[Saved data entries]
# # #

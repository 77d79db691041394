//! Elasticsearch REST sink

use super::types::IndexSink;
use crate::error::{Error, Result};
use crate::http::{HttpClient, HttpClientConfig, RequestConfig};
use crate::schema::MappingDefinition;
use crate::types::{BatchResult, JsonValue, Record};
use async_trait::async_trait;
use reqwest::{Method, StatusCode};
use std::time::Duration;
use tracing::{debug, warn};

/// Documents per `_bulk` request unless configured otherwise
pub const DEFAULT_CHUNK_SIZE: usize = 500;

const NDJSON: &str = "application/x-ndjson";

/// Index sink backed by the Elasticsearch REST API
#[derive(Debug)]
pub struct ElasticsearchSink {
    client: HttpClient,
    doc_type: Option<String>,
    chunk_size: usize,
}

impl ElasticsearchSink {
    /// Connect to a cluster at `url` with a request timeout
    pub fn new(url: &str, timeout: Duration) -> Result<Self> {
        let config = HttpClientConfig::builder()
            .base_url(url)
            .timeout(timeout)
            .build();
        Ok(Self::from_client(HttpClient::with_config(config)?))
    }

    /// Wrap an already configured client
    pub fn from_client(client: HttpClient) -> Self {
        Self {
            client,
            doc_type: None,
            chunk_size: DEFAULT_CHUNK_SIZE,
        }
    }

    /// Use a legacy document type for mappings and bulk actions
    #[must_use]
    pub fn with_doc_type(mut self, doc_type: Option<String>) -> Self {
        self.doc_type = doc_type;
        self
    }

    /// Set how many documents go into one `_bulk` request
    #[must_use]
    pub fn with_chunk_size(mut self, chunk_size: usize) -> Self {
        self.chunk_size = chunk_size.max(1);
        self
    }

    /// Legacy document type, if any
    pub fn doc_type(&self) -> Option<&str> {
        self.doc_type.as_deref()
    }

    /// Documents per `_bulk` request
    pub fn chunk_size(&self) -> usize {
        self.chunk_size
    }

    /// Render one `_bulk` request body
    fn bulk_body(&self, index: &str, records: &[Record]) -> Result<String> {
        let mut action = serde_json::Map::new();
        action.insert("_index".to_string(), JsonValue::from(index));
        if let Some(doc_type) = &self.doc_type {
            action.insert("_type".to_string(), JsonValue::from(doc_type.as_str()));
        }
        let action_line = serde_json::to_string(&serde_json::json!({ "index": action }))?;

        let mut body = String::new();
        for record in records {
            body.push_str(&action_line);
            body.push('\n');
            body.push_str(&serde_json::to_string(record)?);
            body.push('\n');
        }
        Ok(body)
    }

    async fn bulk_chunk(&self, index: &str, records: &[Record]) -> Result<BatchResult> {
        let body = self.bulk_body(index, records)?;
        let response: JsonValue = self
            .client
            .request_json(Method::POST, "/_bulk", RequestConfig::new().text(NDJSON, body))
            .await?;
        Ok(count_bulk_items(&response, records.len()))
    }
}

/// Tally per-item statuses of a `_bulk` response.
///
/// Items the response does not account for count as failed.
pub(crate) fn count_bulk_items(response: &JsonValue, attempted: usize) -> BatchResult {
    let items = response
        .get("items")
        .and_then(JsonValue::as_array)
        .map(Vec::as_slice)
        .unwrap_or_default();

    let mut failed_indices = Vec::new();
    for position in 0..attempted {
        let accepted = items
            .get(position)
            .and_then(JsonValue::as_object)
            .and_then(|item| item.values().next())
            .and_then(|outcome| outcome.get("status"))
            .and_then(JsonValue::as_u64)
            .is_some_and(|status| (200..300).contains(&status));
        if !accepted {
            failed_indices.push(position);
        }
    }

    BatchResult {
        attempted,
        succeeded: attempted - failed_indices.len(),
        failed_indices,
    }
}

#[async_trait]
impl IndexSink for ElasticsearchSink {
    async fn exists(&self, index: &str) -> Result<bool> {
        match self.client.head(&format!("/{index}")).await? {
            StatusCode::OK => Ok(true),
            StatusCode::NOT_FOUND => Ok(false),
            status => Err(Error::http_status(
                status.as_u16(),
                "unexpected status for index lookup",
            )),
        }
    }

    async fn delete_schema(&self, index: &str) -> Result<()> {
        self.client.delete(&format!("/{index}")).await?;
        debug!(index = %index, "Deleted index");
        Ok(())
    }

    async fn create_schema(&self, index: &str, mapping: &MappingDefinition) -> Result<()> {
        let body = mapping.to_body(self.doc_type.as_deref());
        self.client.put(&format!("/{index}"), body).await?;
        debug!(index = %index, fields = mapping.len(), "Created index");
        Ok(())
    }

    async fn bulk_write(&self, index: &str, records: &[Record]) -> Result<BatchResult> {
        let mut total = BatchResult::default();
        for (chunk_no, chunk) in records.chunks(self.chunk_size).enumerate() {
            let result = match self.bulk_chunk(index, chunk).await {
                Ok(result) => result,
                // Nothing submitted yet: the whole submission failed
                Err(e) if chunk_no == 0 => return Err(e),
                Err(e) => {
                    // Earlier chunks are already committed; count the rest as rejected
                    let remaining = records.len() - total.attempted;
                    warn!(
                        index = %index,
                        chunk = chunk_no,
                        remaining,
                        error = %e,
                        "Bulk submission failed mid-load"
                    );
                    total.merge(BatchResult::rejected(remaining));
                    break;
                }
            };
            if !result.is_complete() {
                warn!(
                    index = %index,
                    chunk = chunk_no,
                    rejected = result.failed(),
                    "Bulk chunk had rejected documents"
                );
            }
            total.merge(result);
        }
        Ok(total)
    }
}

# # #

*WHAT THE TASK ASKS*: Find the string "StatusCode" in the lines above and count those lines. Give only that count.

*ANSWER BOX*: 3